From mboxrd@z Thu Jan  1 00:00:00 1970
From: Steve French <smfltc@us.ibm.com>
Subject: filesystem behavior when low on memory and PF_MEMALLOC
Date: 27 Apr 2004 11:20:53 -0500
Sender: linux-fsdevel-owner@vger.kernel.org
Message-ID: <1083082853.13165.15.camel@stevef95.austin.ibm.com>
Mime-Version: 1.0
Content-Type: text/plain
Content-Transfer-Encoding: 7bit
Return-path: <linux-fsdevel-owner@vger.kernel.org>
Received: from e6.ny.us.ibm.com ([32.97.182.106]:43168 "EHLO e6.ny.us.ibm.com")
	by vger.kernel.org with ESMTP id S264235AbUD0QVv (ORCPT
	<rfc822;linux-fsdevel@vger.kernel.org>);
	Tue, 27 Apr 2004 12:21:51 -0400
Received: from northrelay02.pok.ibm.com (northrelay02.pok.ibm.com [9.56.224.150])
	by e6.ny.us.ibm.com (8.12.10/8.12.2) with ESMTP id i3RGLofQ727682
	for <linux-fsdevel@vger.kernel.org>; Tue, 27 Apr 2004 12:21:50 -0400
Received: from stevef95-009041091094.austin.ibm.com (d01av02.pok.ibm.com [9.56.224.216])
	by northrelay02.pok.ibm.com (8.12.10/NCO/VER6.6) with ESMTP id i3RGM18N085928
	for <linux-fsdevel@vger.kernel.org>; Tue, 27 Apr 2004 12:22:02 -0400
To: linux-fsdevel@vger.kernel.org
List-Id: linux-fsdevel.vger.kernel.org

Does PF_MEMALLOC have a similar effect to setting SLAB_NOFS and
equivalent on memory allocations? and prevent memory allocations in
critical code paths from blocking?

Sergey Vlasov recently made a good suggestion about fixing a problem
with very large file copy hangs via the use of the PF_MEMALLOC.

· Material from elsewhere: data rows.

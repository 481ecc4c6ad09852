use anyhow::{Context, Result};
use clap::{Parser, Subcommand};
use serde::Serialize;
use std::path::PathBuf;
use tracing_subscriber::layer::SubscriberExt;
use tracing_subscriber::util::SubscriberInitExt;
use tracing_subscriber::{fmt, EnvFilter};

use crypto_radar::config::AppConfig;
use crypto_radar::models::{ComparisonMode, CoverageBase, Exchange};
use crypto_radar::pipeline::Pipeline;
use crypto_radar::source::{open_source, SourceKind};
use crypto_radar::transform::parity::{filter_comparison, filter_missing};

#[derive(Parser)]
#[command(name = "crypto-radar", about = "Crypto funding, listing and exchange-parity analytics", version)]
struct Cli {
    #[command(subcommand)]
    command: Command,

    #[arg(short, long, action = clap::ArgAction::Count, global = true)]
    verbose: u8,

    /// Where raw rows come from
    #[arg(long, value_enum, default_value_t = SourceKind::Http, global = true, env = "RADAR_SOURCE")]
    source: SourceKind,

    /// Directory holding funding/listings/parity .json or .csv files (file source)
    #[arg(long, global = true)]
    data_dir: Option<PathBuf>,

    /// Serve mock data if the fetch fails
    #[arg(long, global = true)]
    mock_fallback: bool,
}

#[derive(Subcommand)]
enum Command {
    /// Venture funding dashboard: investors, categories, monthly totals
    Funding,

    /// Exchange listings dashboard: deduplicated tokens and derived views
    Listings,

    /// Exchange coverage per token relative to a base exchange
    Parity {
        /// "all" or an exchange name (defaults to parity.base_exchange)
        #[arg(short, long)]
        base: Option<String>,

        /// Keep only tokens missing from any of these exchanges
        #[arg(long, value_delimiter = ',')]
        missing_from: Vec<String>,

        /// Primary exchange for the comparison filter
        #[arg(long, requires = "compare")]
        primary: Option<String>,

        /// Comparison exchanges for the comparison filter
        #[arg(long, value_delimiter = ',', requires = "primary")]
        compare: Vec<String>,

        /// opportunity | gap
        #[arg(long, default_value = "opportunity")]
        mode: String,
    },

    /// List the tracked exchanges
    Exchanges,
}

fn parse_exchanges(names: &[String]) -> Result<Vec<Exchange>> {
    names
        .iter()
        .map(|n| n.parse::<Exchange>().map_err(anyhow::Error::from))
        .collect()
}

fn emit<T: Serialize>(payload: &T, pretty: bool) -> Result<()> {
    let json = if pretty {
        serde_json::to_string_pretty(payload)?
    } else {
        serde_json::to_string(payload)?
    };
    println!("{}", json);
    Ok(())
}

#[tokio::main]
async fn main() -> Result<()> {
    let cli = Cli::parse();

    let filter = match cli.verbose {
        0 => "crypto_radar=info,warn",
        1 => "crypto_radar=debug,info",
        _ => "trace",
    };

    // Logs go to stderr so stdout stays a clean JSON payload
    tracing_subscriber::registry()
        .with(fmt::layer().compact().with_target(false).with_writer(std::io::stderr))
        .with(EnvFilter::new(filter))
        .init();

    let mut config = AppConfig::load()?;
    if let Some(dir) = cli.data_dir {
        config.source.data_dir = dir;
    }
    if cli.mock_fallback {
        config.source.mock_fallback = true;
    }
    let pretty = config.output.pretty;
    let default_base = config.parity.base_exchange.clone();
    let source_kind = cli.source;
    let pipeline = move || -> Result<Pipeline> {
        let source = open_source(source_kind, &config.source).context("Failed to build data source")?;
        Ok(Pipeline::new(config, source))
    };

    match cli.command {
        Command::Funding => {
            let (dashboard, _stats) = pipeline()?.funding().await?;
            emit(&dashboard, pretty)?;
        }

        Command::Listings => {
            let (dashboard, _stats) = pipeline()?.listings().await?;
            emit(&dashboard, pretty)?;
        }

        Command::Parity {
            base,
            missing_from,
            primary,
            compare,
            mode,
        } => {
            let base: CoverageBase = base
                .as_deref()
                .unwrap_or(&default_base)
                .parse()
                .context("Invalid base exchange")?;

            let (mut dashboard, _stats) = pipeline()?.parity(base).await?;

            if !missing_from.is_empty() {
                let selected = parse_exchanges(&missing_from)?;
                dashboard.tokens = filter_missing(&dashboard.tokens, &selected)
                    .into_iter()
                    .cloned()
                    .collect();
            }

            if let Some(primary) = primary {
                let primary: Exchange = primary.parse()?;
                let peers = parse_exchanges(&compare)?;
                let mode: ComparisonMode = mode.parse()?;
                dashboard.tokens = filter_comparison(&dashboard.tokens, primary, &peers, mode)
                    .into_iter()
                    .cloned()
                    .collect();
            }

            emit(&dashboard, pretty)?;
        }

        Command::Exchanges => {
            for exchange in Exchange::ALL {
                println!("  {:<10} {}", exchange.key(), exchange.display_name());
            }
        }
    }

    Ok(())
}
use anyhow::Result;
use serde::{Deserialize, Serialize};
use std::path::PathBuf;
use tracing::warn;

/// Top-level application configuration
#[derive(Debug, Clone, Default, Deserialize, Serialize)]
pub struct AppConfig {
    #[serde(default)]
    pub source: SourceConfig,
    #[serde(default)]
    pub parity: ParityConfig,
    #[serde(default)]
    pub output: OutputConfig,
}

/// Upstream API / local data configuration
#[derive(Debug, Clone, Deserialize, Serialize)]
pub struct SourceConfig {
    #[serde(default = "default_base_url")]
    pub base_url: String,

    #[serde(default)]
    pub api_key: Option<String>,

    #[serde(default = "default_funding_path")]
    pub funding_path: String,

    #[serde(default = "default_listings_path")]
    pub listings_path: String,

    #[serde(default = "default_parity_path")]
    pub parity_path: String,

    #[serde(default = "default_timeout_secs")]
    pub timeout_secs: u64,

    #[serde(default = "default_max_retries")]
    pub max_retries: u32,

    #[serde(default = "default_retry_delay_ms")]
    pub retry_delay_ms: u64,

    #[serde(default = "default_user_agent")]
    pub user_agent: String,

    /// Serve canned data when a fetch fails instead of erroring out.
    #[serde(default)]
    pub mock_fallback: bool,

    #[serde(default = "default_data_dir")]
    pub data_dir: PathBuf,
}

/// Parity calculator configuration
#[derive(Debug, Clone, Deserialize, Serialize)]
pub struct ParityConfig {
    /// "all" or one of the tracked exchange keys
    #[serde(default = "default_base_exchange")]
    pub base_exchange: String,
}

/// Payload output configuration
#[derive(Debug, Clone, Deserialize, Serialize)]
pub struct OutputConfig {
    #[serde(default = "default_true")]
    pub pretty: bool,
}

// ── Defaults ─────────────────────────────────────────────────────────────────

fn default_base_url() -> String {
    "https://api.cryptoradar.io/v1/".to_string()
}
fn default_funding_path() -> String {
    "funding".to_string()
}
fn default_listings_path() -> String {
    "listings".to_string()
}
fn default_parity_path() -> String {
    "parity".to_string()
}
fn default_timeout_secs() -> u64 {
    30
}
fn default_max_retries() -> u32 {
    3
}
fn default_retry_delay_ms() -> u64 {
    500
}
fn default_user_agent() -> String {
    "crypto-radar/0.1 (listing and funding analytics)".to_string()
}
fn default_data_dir() -> PathBuf {
    PathBuf::from("data")
}
fn default_base_exchange() -> String {
    "all".to_string()
}
fn default_true() -> bool {
    true
}

impl Default for SourceConfig {
    fn default() -> Self {
        Self {
            base_url: default_base_url(),
            api_key: None,
            funding_path: default_funding_path(),
            listings_path: default_listings_path(),
            parity_path: default_parity_path(),
            timeout_secs: default_timeout_secs(),
            max_retries: default_max_retries(),
            retry_delay_ms: default_retry_delay_ms(),
            user_agent: default_user_agent(),
            mock_fallback: false,
            data_dir: default_data_dir(),
        }
    }
}

impl Default for ParityConfig {
    fn default() -> Self {
        Self {
            base_exchange: default_base_exchange(),
        }
    }
}

impl Default for OutputConfig {
    fn default() -> Self {
        Self { pretty: true }
    }
}

// ── Loader ───────────────────────────────────────────────────────────────────

impl AppConfig {
    /// Load configuration from file + environment overrides
    /// (`RADAR__SOURCE__API_KEY=...`, `RADAR__PARITY__BASE_EXCHANGE=okx`).
    pub fn load() -> Result<Self> {
        dotenv::dotenv().ok();

        let cfg = config::Config::builder()
            .add_source(
                config::File::with_name("config/default")
                    .required(false)
                    .format(config::FileFormat::Toml),
            )
            .add_source(
                config::File::with_name("config/local")
                    .required(false)
                    .format(config::FileFormat::Toml),
            )
            .add_source(config::Environment::with_prefix("RADAR").separator("__"))
            .build()?;

        let app_cfg: AppConfig = cfg.try_deserialize().unwrap_or_else(|e| {
            warn!("Invalid configuration ({}), using defaults", e);
            AppConfig::default()
        });
        Ok(app_cfg)
    }
}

He noted that shrink_caches can cause writepage (cifs_writepage in my
case) to be invoked to write out dirty pages - but writepage needs to
allocate memory both explicitly (for each the 4.5K cifs write buffer)
and implicitly as a result of using the sockets API (sock_sendmsg can
allocate memory) but this presumably can block.  In addition the cifs
demultiplex thread needs to get an acknowledgement from the server to
before waking up the writepage thread - but the demultiplex thread can
allocate memory in some cases.

His suggested solution was to add the PF_MEMALLOC flag to the
current->flags for the demultiplex thread, which makes sense and seems
similar to what XFS and a few other filesystems do in some of their
daemons.   What was harder to evaluate though was how to fix the context
of the process doing writepage - is it ok to temporarily set PF_MEMALLOC
on entry to a filesystems writepage and writepages routines? Or would
this be redundant since the linux/mm code should already be doing this
in all low memory paths in the calling function? Is it ok to clear the
flag - always clearing PF_MEMALLOC on exit from cifs_writepage (and
eventually cifs_writepages when that is added).  The alternative is to
set SLAB_NOFS and equivalent on memory allocations on all calls in cifs
on behalf of writepages which would probably be ok but would hit more
code and make the codepaths trickier (figuring out if an smb buffer
allocation e.g. came from writepage).  My initial observations was that
there is a significant performance hit setting SLAB_NOFS on all cifs
buffer allocations (although I think that this is what at least one
other filesystem basically does) - it seems like overkill when writepage
(and possibly prepare_write/commit_write) are the ones that matter for
performance during low memory situations as pages are being freed.